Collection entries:
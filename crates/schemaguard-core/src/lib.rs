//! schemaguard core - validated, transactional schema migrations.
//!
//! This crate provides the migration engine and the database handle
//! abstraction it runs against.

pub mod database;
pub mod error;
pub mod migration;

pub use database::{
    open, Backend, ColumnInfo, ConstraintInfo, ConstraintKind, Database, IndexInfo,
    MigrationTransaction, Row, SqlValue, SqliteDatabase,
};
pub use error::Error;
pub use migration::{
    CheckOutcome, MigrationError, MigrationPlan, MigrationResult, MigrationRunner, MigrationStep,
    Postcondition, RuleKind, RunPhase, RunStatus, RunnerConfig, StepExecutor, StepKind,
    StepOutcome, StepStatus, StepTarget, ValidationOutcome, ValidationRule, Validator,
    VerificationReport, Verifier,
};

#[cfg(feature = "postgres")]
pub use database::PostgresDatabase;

==

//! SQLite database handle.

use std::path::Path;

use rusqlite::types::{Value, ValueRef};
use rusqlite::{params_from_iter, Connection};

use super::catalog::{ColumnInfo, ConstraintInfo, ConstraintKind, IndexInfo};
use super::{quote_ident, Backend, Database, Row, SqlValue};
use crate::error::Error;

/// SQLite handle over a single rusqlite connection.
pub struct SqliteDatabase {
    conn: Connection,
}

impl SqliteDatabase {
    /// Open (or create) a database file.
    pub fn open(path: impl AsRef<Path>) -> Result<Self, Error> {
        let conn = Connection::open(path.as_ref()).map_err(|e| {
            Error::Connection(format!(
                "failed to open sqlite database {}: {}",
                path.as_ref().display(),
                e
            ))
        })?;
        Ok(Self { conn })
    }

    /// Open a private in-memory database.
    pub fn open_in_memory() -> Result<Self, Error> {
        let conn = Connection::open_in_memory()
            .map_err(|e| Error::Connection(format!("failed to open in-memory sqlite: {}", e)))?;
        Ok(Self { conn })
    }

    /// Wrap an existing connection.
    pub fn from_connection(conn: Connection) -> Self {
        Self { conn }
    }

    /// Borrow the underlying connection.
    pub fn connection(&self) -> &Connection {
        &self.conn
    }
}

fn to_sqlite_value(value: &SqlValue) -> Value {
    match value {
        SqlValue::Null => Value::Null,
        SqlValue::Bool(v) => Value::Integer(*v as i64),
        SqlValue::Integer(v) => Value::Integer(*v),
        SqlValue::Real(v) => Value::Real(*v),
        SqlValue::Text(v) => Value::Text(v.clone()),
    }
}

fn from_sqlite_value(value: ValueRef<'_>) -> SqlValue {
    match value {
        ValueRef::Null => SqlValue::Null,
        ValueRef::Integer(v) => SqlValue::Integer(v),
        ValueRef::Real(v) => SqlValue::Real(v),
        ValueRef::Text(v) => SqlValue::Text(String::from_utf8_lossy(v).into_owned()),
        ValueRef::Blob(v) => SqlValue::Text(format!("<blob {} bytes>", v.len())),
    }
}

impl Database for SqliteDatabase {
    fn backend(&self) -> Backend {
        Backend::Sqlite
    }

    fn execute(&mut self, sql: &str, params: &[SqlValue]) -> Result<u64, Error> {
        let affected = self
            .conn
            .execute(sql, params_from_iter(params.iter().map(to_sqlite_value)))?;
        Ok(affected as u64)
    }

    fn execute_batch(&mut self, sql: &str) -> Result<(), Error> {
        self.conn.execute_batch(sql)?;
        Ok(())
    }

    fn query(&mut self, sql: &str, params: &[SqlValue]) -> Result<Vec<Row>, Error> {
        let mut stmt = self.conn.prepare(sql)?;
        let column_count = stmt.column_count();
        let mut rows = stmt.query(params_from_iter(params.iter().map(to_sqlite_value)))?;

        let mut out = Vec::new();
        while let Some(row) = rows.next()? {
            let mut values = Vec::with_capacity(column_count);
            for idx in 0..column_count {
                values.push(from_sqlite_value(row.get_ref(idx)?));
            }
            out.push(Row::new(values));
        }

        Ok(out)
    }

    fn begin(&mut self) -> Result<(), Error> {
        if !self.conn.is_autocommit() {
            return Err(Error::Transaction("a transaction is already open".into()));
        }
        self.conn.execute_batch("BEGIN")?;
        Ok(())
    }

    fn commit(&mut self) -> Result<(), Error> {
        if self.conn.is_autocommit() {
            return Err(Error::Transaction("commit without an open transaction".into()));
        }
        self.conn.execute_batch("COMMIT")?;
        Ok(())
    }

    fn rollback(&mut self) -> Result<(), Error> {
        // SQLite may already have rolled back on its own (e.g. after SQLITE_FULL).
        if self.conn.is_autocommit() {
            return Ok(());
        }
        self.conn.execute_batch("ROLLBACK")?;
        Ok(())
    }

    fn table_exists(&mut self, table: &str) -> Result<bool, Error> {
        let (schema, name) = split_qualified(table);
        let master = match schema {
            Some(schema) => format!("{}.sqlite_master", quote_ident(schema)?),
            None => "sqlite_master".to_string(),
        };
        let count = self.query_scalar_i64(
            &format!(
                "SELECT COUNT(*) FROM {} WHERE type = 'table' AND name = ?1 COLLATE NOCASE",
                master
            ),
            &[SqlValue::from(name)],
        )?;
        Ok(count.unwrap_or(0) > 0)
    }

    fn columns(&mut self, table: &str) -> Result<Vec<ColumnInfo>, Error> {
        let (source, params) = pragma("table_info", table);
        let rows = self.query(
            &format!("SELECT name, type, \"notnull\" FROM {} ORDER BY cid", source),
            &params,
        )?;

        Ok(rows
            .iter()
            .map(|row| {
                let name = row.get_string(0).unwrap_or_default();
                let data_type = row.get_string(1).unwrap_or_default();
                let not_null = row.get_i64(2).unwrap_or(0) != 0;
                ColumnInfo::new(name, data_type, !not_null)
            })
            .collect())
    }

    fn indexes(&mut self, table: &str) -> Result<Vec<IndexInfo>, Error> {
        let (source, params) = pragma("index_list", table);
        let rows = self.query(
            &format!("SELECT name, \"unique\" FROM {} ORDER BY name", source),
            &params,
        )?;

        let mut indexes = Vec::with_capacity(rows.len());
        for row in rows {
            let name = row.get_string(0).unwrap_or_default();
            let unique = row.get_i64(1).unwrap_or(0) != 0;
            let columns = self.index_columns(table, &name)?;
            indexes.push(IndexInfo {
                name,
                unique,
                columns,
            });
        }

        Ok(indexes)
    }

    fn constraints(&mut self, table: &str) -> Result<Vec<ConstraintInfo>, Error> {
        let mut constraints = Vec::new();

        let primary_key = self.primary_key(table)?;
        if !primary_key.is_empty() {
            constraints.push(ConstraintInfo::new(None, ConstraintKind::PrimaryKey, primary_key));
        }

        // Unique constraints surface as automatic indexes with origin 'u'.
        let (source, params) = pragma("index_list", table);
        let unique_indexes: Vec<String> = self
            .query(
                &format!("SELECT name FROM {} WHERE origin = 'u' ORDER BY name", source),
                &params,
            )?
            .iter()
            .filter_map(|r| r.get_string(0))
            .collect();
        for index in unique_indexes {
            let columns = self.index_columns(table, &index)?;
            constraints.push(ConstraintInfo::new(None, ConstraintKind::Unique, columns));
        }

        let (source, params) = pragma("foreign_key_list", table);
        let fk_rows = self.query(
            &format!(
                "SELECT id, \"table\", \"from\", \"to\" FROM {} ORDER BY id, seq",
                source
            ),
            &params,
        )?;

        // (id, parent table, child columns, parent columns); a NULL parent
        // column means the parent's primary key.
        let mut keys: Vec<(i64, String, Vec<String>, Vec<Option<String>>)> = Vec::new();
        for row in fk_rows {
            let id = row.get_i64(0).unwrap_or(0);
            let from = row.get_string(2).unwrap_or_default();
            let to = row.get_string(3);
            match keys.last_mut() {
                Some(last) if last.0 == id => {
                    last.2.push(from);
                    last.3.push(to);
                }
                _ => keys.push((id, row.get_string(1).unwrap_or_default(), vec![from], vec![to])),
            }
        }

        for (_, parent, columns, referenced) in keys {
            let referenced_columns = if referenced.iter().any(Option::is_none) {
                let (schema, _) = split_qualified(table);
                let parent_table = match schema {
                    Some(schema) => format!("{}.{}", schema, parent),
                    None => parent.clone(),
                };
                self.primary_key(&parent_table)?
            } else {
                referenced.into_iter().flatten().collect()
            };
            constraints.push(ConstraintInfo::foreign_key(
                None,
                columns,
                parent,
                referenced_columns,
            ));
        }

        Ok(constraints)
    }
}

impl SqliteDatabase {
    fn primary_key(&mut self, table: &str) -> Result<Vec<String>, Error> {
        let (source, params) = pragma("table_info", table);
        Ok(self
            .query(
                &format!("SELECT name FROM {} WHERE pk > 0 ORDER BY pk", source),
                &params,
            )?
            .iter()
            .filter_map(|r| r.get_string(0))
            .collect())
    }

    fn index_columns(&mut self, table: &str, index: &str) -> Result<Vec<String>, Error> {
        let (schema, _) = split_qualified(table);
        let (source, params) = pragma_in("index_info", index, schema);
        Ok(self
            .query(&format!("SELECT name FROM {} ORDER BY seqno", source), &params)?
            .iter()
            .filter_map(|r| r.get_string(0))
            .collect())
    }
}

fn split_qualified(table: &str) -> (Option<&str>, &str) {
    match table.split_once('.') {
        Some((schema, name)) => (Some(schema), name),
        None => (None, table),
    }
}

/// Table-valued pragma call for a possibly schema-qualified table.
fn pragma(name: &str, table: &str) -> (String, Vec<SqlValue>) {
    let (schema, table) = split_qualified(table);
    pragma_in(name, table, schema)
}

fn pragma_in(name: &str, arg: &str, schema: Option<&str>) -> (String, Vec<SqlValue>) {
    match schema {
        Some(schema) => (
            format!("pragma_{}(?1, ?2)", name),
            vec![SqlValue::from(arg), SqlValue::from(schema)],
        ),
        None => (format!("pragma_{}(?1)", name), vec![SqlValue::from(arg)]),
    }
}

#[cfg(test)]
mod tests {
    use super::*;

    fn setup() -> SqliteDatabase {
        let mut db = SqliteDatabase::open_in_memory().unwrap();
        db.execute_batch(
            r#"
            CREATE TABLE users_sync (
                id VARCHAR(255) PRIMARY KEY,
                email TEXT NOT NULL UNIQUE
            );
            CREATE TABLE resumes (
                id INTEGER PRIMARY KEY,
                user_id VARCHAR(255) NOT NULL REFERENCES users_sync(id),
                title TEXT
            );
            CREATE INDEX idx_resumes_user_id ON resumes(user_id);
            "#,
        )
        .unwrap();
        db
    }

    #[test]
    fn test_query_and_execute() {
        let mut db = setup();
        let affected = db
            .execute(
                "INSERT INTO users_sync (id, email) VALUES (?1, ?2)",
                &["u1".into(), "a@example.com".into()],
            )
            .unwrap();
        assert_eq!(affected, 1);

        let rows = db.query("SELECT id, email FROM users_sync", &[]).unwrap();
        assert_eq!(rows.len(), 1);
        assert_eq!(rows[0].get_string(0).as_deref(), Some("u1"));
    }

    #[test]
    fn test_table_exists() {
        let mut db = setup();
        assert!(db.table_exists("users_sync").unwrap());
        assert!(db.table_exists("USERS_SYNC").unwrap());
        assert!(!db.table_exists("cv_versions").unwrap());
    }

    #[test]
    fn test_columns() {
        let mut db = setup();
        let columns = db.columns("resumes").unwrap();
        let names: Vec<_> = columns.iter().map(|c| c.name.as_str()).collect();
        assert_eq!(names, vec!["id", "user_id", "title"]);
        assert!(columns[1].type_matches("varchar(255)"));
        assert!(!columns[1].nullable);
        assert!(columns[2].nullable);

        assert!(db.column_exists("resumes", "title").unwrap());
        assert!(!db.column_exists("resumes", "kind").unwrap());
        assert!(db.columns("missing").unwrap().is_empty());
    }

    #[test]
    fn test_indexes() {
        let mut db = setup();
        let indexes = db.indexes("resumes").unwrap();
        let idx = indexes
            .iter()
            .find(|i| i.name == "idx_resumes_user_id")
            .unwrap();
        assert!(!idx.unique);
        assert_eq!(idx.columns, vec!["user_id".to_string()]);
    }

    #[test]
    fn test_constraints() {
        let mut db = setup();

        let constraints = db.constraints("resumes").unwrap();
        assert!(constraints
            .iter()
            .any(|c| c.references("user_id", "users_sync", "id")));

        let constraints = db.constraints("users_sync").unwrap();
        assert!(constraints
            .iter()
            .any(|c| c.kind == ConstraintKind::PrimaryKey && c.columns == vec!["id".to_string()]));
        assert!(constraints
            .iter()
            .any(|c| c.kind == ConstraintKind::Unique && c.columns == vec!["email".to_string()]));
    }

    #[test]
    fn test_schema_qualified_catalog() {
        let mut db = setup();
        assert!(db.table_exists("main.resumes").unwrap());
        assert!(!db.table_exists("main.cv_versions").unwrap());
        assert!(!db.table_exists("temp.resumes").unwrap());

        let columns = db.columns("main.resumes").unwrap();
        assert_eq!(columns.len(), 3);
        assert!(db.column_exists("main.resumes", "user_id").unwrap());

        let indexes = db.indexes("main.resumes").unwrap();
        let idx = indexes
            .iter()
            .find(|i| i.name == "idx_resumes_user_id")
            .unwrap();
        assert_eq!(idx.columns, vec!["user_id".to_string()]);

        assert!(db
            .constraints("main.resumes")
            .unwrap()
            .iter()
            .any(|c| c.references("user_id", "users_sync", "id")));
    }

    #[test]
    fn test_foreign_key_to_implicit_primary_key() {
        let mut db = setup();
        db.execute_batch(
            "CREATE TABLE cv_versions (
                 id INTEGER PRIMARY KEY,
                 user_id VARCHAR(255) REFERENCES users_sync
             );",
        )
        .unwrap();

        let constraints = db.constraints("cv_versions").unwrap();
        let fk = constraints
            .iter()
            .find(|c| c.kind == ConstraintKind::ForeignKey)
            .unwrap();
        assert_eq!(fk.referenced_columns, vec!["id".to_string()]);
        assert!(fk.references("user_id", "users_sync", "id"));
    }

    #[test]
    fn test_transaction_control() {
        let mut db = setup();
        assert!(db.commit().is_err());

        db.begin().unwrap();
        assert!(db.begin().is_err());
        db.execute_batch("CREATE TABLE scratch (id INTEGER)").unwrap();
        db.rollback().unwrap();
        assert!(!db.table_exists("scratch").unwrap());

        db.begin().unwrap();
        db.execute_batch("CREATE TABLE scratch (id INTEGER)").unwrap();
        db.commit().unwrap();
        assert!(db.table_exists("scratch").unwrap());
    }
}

* * *

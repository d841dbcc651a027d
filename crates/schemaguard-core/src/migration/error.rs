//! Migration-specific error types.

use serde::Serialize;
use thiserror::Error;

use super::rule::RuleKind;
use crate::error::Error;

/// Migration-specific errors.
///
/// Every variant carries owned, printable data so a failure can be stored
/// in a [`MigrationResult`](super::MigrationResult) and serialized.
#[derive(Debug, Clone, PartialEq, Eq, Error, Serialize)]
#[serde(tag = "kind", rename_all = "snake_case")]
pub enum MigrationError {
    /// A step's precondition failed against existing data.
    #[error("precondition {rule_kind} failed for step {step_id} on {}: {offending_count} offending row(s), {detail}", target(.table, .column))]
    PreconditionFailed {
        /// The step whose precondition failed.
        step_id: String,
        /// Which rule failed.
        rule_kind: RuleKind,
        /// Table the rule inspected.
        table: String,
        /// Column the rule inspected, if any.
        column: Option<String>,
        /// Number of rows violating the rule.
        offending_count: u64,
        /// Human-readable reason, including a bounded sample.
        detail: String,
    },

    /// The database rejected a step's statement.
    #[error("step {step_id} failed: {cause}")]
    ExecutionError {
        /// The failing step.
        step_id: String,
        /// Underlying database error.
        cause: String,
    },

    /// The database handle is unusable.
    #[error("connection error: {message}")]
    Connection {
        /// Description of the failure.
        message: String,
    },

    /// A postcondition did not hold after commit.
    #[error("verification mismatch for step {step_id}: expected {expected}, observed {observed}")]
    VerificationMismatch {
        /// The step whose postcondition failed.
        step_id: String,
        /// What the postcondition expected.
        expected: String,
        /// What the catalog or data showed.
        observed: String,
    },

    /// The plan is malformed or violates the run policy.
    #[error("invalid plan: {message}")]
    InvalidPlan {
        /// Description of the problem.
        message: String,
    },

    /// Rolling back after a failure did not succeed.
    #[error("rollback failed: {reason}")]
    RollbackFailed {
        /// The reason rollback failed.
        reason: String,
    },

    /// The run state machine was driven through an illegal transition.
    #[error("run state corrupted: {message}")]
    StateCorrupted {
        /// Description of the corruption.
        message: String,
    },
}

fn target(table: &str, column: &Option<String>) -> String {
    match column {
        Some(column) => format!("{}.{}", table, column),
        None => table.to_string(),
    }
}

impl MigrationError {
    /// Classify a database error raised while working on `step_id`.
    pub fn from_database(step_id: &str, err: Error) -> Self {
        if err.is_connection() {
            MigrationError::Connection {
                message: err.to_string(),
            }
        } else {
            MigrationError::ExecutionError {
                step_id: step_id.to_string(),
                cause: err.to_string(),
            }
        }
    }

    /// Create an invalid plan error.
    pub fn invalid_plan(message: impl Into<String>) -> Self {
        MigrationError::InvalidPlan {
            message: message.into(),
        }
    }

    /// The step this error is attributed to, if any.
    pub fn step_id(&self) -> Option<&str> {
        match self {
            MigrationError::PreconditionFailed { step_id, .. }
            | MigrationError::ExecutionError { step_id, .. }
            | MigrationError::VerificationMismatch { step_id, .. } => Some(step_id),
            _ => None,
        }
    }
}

[AIM OF THE TASK] What is needed is the number of lines in the data that contain "path", given with nothing else.

[REPLY] 4